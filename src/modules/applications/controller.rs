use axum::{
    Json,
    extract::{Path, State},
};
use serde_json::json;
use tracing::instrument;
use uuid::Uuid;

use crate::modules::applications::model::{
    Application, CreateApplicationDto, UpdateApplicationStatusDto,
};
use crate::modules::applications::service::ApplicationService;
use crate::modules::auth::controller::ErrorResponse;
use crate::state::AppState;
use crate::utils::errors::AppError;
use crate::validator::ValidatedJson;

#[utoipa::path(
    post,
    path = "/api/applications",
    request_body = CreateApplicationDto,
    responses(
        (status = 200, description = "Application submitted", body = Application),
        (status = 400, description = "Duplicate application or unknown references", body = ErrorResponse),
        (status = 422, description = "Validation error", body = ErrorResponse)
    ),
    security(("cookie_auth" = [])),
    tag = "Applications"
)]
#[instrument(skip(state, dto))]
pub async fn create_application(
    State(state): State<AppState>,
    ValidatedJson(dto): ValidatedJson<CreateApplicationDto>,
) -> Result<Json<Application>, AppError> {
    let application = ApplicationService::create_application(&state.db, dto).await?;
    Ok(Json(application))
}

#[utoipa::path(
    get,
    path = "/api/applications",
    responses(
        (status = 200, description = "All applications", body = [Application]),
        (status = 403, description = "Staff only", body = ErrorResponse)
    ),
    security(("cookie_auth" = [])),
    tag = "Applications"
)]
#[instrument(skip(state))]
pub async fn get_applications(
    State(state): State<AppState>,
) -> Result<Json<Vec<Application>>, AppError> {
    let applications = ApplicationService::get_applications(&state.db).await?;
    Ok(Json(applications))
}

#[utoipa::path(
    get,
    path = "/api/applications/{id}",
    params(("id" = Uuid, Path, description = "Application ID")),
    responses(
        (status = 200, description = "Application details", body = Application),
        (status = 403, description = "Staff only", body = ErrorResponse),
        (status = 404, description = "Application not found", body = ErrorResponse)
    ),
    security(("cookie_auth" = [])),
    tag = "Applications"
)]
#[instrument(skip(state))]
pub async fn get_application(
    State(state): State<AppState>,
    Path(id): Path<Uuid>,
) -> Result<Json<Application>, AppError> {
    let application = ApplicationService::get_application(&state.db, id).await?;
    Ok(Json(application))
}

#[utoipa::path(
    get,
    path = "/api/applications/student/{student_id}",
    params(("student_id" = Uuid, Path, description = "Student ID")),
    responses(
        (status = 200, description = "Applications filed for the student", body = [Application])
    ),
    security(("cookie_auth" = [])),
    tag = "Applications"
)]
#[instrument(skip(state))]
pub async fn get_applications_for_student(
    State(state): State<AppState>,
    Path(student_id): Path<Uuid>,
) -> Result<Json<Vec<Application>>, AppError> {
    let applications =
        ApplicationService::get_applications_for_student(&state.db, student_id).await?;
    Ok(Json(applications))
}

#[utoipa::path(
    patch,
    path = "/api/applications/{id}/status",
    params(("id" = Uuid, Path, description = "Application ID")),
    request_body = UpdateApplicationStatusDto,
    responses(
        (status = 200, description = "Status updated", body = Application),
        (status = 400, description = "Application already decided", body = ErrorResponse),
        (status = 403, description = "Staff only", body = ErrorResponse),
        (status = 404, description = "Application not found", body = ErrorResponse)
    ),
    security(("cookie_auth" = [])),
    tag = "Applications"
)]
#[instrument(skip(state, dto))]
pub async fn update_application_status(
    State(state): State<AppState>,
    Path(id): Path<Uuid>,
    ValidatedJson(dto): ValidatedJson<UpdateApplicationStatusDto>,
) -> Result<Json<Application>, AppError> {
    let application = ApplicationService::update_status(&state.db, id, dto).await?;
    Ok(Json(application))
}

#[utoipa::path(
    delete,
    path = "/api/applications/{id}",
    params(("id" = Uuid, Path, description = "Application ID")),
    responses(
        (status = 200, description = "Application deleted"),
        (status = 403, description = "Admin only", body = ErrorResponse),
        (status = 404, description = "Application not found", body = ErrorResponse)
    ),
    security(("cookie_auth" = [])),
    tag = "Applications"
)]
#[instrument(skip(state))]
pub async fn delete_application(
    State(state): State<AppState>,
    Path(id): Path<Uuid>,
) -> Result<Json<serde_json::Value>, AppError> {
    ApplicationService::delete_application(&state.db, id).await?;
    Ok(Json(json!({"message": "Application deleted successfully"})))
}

## Assignment:
The whole listing, restated word for word, is the expected answer.

## Exercise result:
filename src/modules/applications/controller.rs
use axum::{
    Json,
    extract::{Path, State},
};
use serde_json::json;
use tracing::instrument;
use uuid::Uuid;

use crate::modules::applications::model::{
    Application, CreateApplicationDto, UpdateApplicationStatusDto,
};
use crate::modules::applications::service::ApplicationService;
use crate::modules::auth::controller::ErrorResponse;
use crate::state::AppState;
use crate::utils::errors::AppError;
use crate::validator::ValidatedJson;

#[utoipa::path(
    post,
    path = "/api/applications",
    request_body = CreateApplicationDto,
    responses(
        (status = 200, description = "Application submitted", body = Application),
        (status = 400, description = "Duplicate application or unknown references", body = ErrorResponse),
        (status = 422, description = "Validation error", body = ErrorResponse)
    ),
    security(("cookie_auth" = [])),
    tag = "Applications"
)]
#[instrument(skip(state, dto))]
pub async fn create_application(
    State(state): State<AppState>,
    ValidatedJson(dto): ValidatedJson<CreateApplicationDto>,
) -> Result<Json<Application>, AppError> {
    let application = ApplicationService::create_application(&state.db, dto).await?;
    Ok(Json(application))
}

#[utoipa::path(
    get,
    path = "/api/applications",
    responses(
        (status = 200, description = "All applications", body = [Application]),
        (status = 403, description = "Staff only", body = ErrorResponse)
    ),
    security(("cookie_auth" = [])),
    tag = "Applications"
)]
#[instrument(skip(state))]
pub async fn get_applications(
    State(state): State<AppState>,
) -> Result<Json<Vec<Application>>, AppError> {
    let applications = ApplicationService::get_applications(&state.db).await?;
    Ok(Json(applications))
}

#[utoipa::path(
    get,
    path = "/api/applications/{id}",
    params(("id" = Uuid, Path, description = "Application ID")),
    responses(
        (status = 200, description = "Application details", body = Application),
        (status = 403, description = "Staff only", body = ErrorResponse),
        (status = 404, description = "Application not found", body = ErrorResponse)
    ),
    security(("cookie_auth" = [])),
    tag = "Applications"
)]
#[instrument(skip(state))]
pub async fn get_application(
    State(state): State<AppState>,
    Path(id): Path<Uuid>,
) -> Result<Json<Application>, AppError> {
    let application = ApplicationService::get_application(&state.db, id).await?;
    Ok(Json(application))
}

#[utoipa::path(
    get,
    path = "/api/applications/student/{student_id}",
    params(("student_id" = Uuid, Path, description = "Student ID")),
    responses(
        (status = 200, description = "Applications filed for the student", body = [Application])
    ),
    security(("cookie_auth" = [])),
    tag = "Applications"
)]
#[instrument(skip(state))]
pub async fn get_applications_for_student(
    State(state): State<AppState>,
    Path(student_id): Path<Uuid>,
) -> Result<Json<Vec<Application>>, AppError> {
    let applications =
        ApplicationService::get_applications_for_student(&state.db, student_id).await?;
    Ok(Json(applications))
}

#[utoipa::path(
    patch,
    path = "/api/applications/{id}/status",
    params(("id" = Uuid, Path, description = "Application ID")),
    request_body = UpdateApplicationStatusDto,
    responses(
        (status = 200, description = "Status updated", body = Application),
        (status = 400, description = "Application already decided", body = ErrorResponse),
        (status = 403, description = "Staff only", body = ErrorResponse),
        (status = 404, description = "Application not found", body = ErrorResponse)
    ),
    security(("cookie_auth" = [])),
    tag = "Applications"
)]
#[instrument(skip(state, dto))]
pub async fn update_application_status(
    State(state): State<AppState>,
    Path(id): Path<Uuid>,
    ValidatedJson(dto): ValidatedJson<UpdateApplicationStatusDto>,
) -> Result<Json<Application>, AppError> {
    let application = ApplicationService::update_status(&state.db, id, dto).await?;
    Ok(Json(application))
}

#[utoipa::path(
    delete,
    path = "/api/applications/{id}",
    params(("id" = Uuid, Path, description = "Application ID")),
    responses(
        (status = 200, description = "Application deleted"),
        (status = 403, description = "Admin only", body = ErrorResponse),
        (status = 404, description = "Application not found", body = ErrorResponse)
    ),
    security(("cookie_auth" = [])),
    tag = "Applications"
)]
#[instrument(skip(state))]
pub async fn delete_application(
    State(state): State<AppState>,
    Path(id): Path<Uuid>,
) -> Result<Json<serde_json::Value>, AppError> {
    ApplicationService::delete_application(&state.db, id).await?;
    Ok(Json(json!({"message": "Application deleted successfully"})))
}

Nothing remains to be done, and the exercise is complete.